**** Data ****

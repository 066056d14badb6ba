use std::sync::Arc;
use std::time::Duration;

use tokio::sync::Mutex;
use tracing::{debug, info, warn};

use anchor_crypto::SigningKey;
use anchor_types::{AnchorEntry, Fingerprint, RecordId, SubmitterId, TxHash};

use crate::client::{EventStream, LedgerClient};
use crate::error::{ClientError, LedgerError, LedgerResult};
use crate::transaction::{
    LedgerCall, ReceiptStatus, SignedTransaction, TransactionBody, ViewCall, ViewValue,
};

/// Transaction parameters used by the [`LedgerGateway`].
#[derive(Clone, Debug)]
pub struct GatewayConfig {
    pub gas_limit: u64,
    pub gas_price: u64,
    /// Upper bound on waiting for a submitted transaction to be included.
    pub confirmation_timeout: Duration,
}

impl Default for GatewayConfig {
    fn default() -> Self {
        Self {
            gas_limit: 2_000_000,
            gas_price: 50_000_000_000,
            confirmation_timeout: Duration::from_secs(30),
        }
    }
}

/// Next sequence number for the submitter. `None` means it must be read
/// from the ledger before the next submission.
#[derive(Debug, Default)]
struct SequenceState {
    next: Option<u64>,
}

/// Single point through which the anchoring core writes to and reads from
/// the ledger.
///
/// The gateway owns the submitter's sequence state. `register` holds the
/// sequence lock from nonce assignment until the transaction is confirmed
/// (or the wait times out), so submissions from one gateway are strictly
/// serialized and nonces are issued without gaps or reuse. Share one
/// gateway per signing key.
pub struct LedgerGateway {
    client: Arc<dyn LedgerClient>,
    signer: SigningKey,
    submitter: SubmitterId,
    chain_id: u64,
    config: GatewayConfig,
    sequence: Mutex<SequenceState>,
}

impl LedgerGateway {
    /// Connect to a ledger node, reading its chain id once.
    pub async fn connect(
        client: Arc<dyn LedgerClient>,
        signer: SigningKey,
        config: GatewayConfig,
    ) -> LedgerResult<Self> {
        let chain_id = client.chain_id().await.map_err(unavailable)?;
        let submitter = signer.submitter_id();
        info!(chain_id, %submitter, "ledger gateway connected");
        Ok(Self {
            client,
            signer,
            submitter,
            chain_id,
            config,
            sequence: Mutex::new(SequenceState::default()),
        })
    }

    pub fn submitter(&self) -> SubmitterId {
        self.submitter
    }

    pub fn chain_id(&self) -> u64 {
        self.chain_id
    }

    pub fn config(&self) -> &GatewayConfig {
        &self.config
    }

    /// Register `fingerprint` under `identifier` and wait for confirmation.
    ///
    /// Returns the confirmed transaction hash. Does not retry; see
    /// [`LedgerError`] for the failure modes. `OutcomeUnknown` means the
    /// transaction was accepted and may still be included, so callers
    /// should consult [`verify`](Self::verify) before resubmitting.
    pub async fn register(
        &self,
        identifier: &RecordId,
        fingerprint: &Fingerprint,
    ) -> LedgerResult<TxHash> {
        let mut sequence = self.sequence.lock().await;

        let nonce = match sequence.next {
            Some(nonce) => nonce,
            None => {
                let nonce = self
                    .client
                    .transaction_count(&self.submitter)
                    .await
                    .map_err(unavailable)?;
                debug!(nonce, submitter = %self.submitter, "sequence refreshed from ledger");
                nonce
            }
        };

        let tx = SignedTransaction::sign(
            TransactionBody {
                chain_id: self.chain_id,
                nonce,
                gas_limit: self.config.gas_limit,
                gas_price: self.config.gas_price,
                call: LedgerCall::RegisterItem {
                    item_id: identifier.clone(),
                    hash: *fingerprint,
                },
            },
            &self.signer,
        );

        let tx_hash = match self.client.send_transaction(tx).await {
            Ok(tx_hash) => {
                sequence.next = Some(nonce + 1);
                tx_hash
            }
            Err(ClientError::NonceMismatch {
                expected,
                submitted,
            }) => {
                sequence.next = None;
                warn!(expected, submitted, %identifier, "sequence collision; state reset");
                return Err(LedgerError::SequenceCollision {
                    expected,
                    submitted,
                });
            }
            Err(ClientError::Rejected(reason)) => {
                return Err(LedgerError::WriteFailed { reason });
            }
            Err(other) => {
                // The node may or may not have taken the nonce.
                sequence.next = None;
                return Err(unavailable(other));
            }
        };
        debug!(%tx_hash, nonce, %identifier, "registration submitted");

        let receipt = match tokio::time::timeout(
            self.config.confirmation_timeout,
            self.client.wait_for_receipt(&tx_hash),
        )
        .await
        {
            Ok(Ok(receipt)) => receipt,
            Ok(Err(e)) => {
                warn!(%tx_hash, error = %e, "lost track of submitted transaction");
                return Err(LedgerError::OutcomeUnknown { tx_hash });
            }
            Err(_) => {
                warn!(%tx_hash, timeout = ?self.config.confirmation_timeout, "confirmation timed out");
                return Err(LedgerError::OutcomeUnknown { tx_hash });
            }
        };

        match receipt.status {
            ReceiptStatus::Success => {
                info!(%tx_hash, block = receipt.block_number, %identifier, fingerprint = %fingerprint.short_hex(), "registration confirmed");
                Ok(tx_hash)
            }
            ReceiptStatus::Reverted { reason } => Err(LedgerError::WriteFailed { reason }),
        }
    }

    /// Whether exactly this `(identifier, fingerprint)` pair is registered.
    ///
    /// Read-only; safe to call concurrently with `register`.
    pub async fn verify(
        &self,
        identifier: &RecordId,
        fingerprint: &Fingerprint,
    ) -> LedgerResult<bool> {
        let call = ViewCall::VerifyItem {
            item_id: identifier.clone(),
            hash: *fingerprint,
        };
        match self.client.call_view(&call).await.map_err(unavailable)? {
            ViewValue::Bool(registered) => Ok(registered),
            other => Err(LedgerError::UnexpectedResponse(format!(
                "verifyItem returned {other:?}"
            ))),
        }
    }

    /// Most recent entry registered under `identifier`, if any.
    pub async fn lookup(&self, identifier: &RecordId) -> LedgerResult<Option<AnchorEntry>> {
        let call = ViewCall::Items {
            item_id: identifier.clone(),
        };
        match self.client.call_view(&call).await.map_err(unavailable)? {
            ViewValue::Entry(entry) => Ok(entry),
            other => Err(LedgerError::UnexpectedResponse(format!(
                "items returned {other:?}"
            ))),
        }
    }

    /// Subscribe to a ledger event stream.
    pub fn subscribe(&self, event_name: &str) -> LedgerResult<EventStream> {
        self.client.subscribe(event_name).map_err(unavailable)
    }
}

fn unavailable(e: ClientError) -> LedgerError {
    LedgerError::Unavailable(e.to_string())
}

****

◆ **Aim of the exercise**
The expected response reproduces all of the data precisely.

◆ **Result below**
repository 066056d14badb6ba
use std::sync::Arc;
use std::time::Duration;

use tokio::sync::Mutex;
use tracing::{debug, info, warn};

use anchor_crypto::SigningKey;
use anchor_types::{AnchorEntry, Fingerprint, RecordId, SubmitterId, TxHash};

use crate::client::{EventStream, LedgerClient};
use crate::error::{ClientError, LedgerError, LedgerResult};
use crate::transaction::{
    LedgerCall, ReceiptStatus, SignedTransaction, TransactionBody, ViewCall, ViewValue,
};

/// Transaction parameters used by the [`LedgerGateway`].
#[derive(Clone, Debug)]
pub struct GatewayConfig {
    pub gas_limit: u64,
    pub gas_price: u64,
    /// Upper bound on waiting for a submitted transaction to be included.
    pub confirmation_timeout: Duration,
}

impl Default for GatewayConfig {
    fn default() -> Self {
        Self {
            gas_limit: 2_000_000,
            gas_price: 50_000_000_000,
            confirmation_timeout: Duration::from_secs(30),
        }
    }
}

/// Next sequence number for the submitter. `None` means it must be read
/// from the ledger before the next submission.
#[derive(Debug, Default)]
struct SequenceState {
    next: Option<u64>,
}

/// Single point through which the anchoring core writes to and reads from
/// the ledger.
///
/// The gateway owns the submitter's sequence state. `register` holds the
/// sequence lock from nonce assignment until the transaction is confirmed
/// (or the wait times out), so submissions from one gateway are strictly
/// serialized and nonces are issued without gaps or reuse. Share one
/// gateway per signing key.
pub struct LedgerGateway {
    client: Arc<dyn LedgerClient>,
    signer: SigningKey,
    submitter: SubmitterId,
    chain_id: u64,
    config: GatewayConfig,
    sequence: Mutex<SequenceState>,
}

impl LedgerGateway {
    /// Connect to a ledger node, reading its chain id once.
    pub async fn connect(
        client: Arc<dyn LedgerClient>,
        signer: SigningKey,
        config: GatewayConfig,
    ) -> LedgerResult<Self> {
        let chain_id = client.chain_id().await.map_err(unavailable)?;
        let submitter = signer.submitter_id();
        info!(chain_id, %submitter, "ledger gateway connected");
        Ok(Self {
            client,
            signer,
            submitter,
            chain_id,
            config,
            sequence: Mutex::new(SequenceState::default()),
        })
    }

    pub fn submitter(&self) -> SubmitterId {
        self.submitter
    }

    pub fn chain_id(&self) -> u64 {
        self.chain_id
    }

    pub fn config(&self) -> &GatewayConfig {
        &self.config
    }

    /// Register `fingerprint` under `identifier` and wait for confirmation.
    ///
    /// Returns the confirmed transaction hash. Does not retry; see
    /// [`LedgerError`] for the failure modes. `OutcomeUnknown` means the
    /// transaction was accepted and may still be included, so callers
    /// should consult [`verify`](Self::verify) before resubmitting.
    pub async fn register(
        &self,
        identifier: &RecordId,
        fingerprint: &Fingerprint,
    ) -> LedgerResult<TxHash> {
        let mut sequence = self.sequence.lock().await;

        let nonce = match sequence.next {
            Some(nonce) => nonce,
            None => {
                let nonce = self
                    .client
                    .transaction_count(&self.submitter)
                    .await
                    .map_err(unavailable)?;
                debug!(nonce, submitter = %self.submitter, "sequence refreshed from ledger");
                nonce
            }
        };

        let tx = SignedTransaction::sign(
            TransactionBody {
                chain_id: self.chain_id,
                nonce,
                gas_limit: self.config.gas_limit,
                gas_price: self.config.gas_price,
                call: LedgerCall::RegisterItem {
                    item_id: identifier.clone(),
                    hash: *fingerprint,
                },
            },
            &self.signer,
        );

        let tx_hash = match self.client.send_transaction(tx).await {
            Ok(tx_hash) => {
                sequence.next = Some(nonce + 1);
                tx_hash
            }
            Err(ClientError::NonceMismatch {
                expected,
                submitted,
            }) => {
                sequence.next = None;
                warn!(expected, submitted, %identifier, "sequence collision; state reset");
                return Err(LedgerError::SequenceCollision {
                    expected,
                    submitted,
                });
            }
            Err(ClientError::Rejected(reason)) => {
                return Err(LedgerError::WriteFailed { reason });
            }
            Err(other) => {
                // The node may or may not have taken the nonce.
                sequence.next = None;
                return Err(unavailable(other));
            }
        };
        debug!(%tx_hash, nonce, %identifier, "registration submitted");

        let receipt = match tokio::time::timeout(
            self.config.confirmation_timeout,
            self.client.wait_for_receipt(&tx_hash),
        )
        .await
        {
            Ok(Ok(receipt)) => receipt,
            Ok(Err(e)) => {
                warn!(%tx_hash, error = %e, "lost track of submitted transaction");
                return Err(LedgerError::OutcomeUnknown { tx_hash });
            }
            Err(_) => {
                warn!(%tx_hash, timeout = ?self.config.confirmation_timeout, "confirmation timed out");
                return Err(LedgerError::OutcomeUnknown { tx_hash });
            }
        };

        match receipt.status {
            ReceiptStatus::Success => {
                info!(%tx_hash, block = receipt.block_number, %identifier, fingerprint = %fingerprint.short_hex(), "registration confirmed");
                Ok(tx_hash)
            }
            ReceiptStatus::Reverted { reason } => Err(LedgerError::WriteFailed { reason }),
        }
    }

    /// Whether exactly this `(identifier, fingerprint)` pair is registered.
    ///
    /// Read-only; safe to call concurrently with `register`.
    pub async fn verify(
        &self,
        identifier: &RecordId,
        fingerprint: &Fingerprint,
    ) -> LedgerResult<bool> {
        let call = ViewCall::VerifyItem {
            item_id: identifier.clone(),
            hash: *fingerprint,
        };
        match self.client.call_view(&call).await.map_err(unavailable)? {
            ViewValue::Bool(registered) => Ok(registered),
            other => Err(LedgerError::UnexpectedResponse(format!(
                "verifyItem returned {other:?}"
            ))),
        }
    }

    /// Most recent entry registered under `identifier`, if any.
    pub async fn lookup(&self, identifier: &RecordId) -> LedgerResult<Option<AnchorEntry>> {
        let call = ViewCall::Items {
            item_id: identifier.clone(),
        };
        match self.client.call_view(&call).await.map_err(unavailable)? {
            ViewValue::Entry(entry) => Ok(entry),
            other => Err(LedgerError::UnexpectedResponse(format!(
                "items returned {other:?}"
            ))),
        }
    }

    /// Subscribe to a ledger event stream.
    pub fn subscribe(&self, event_name: &str) -> LedgerResult<EventStream> {
        self.client.subscribe(event_name).map_err(unavailable)
    }
}

fn unavailable(e: ClientError) -> LedgerError {
    LedgerError::Unavailable(e.to_string())
}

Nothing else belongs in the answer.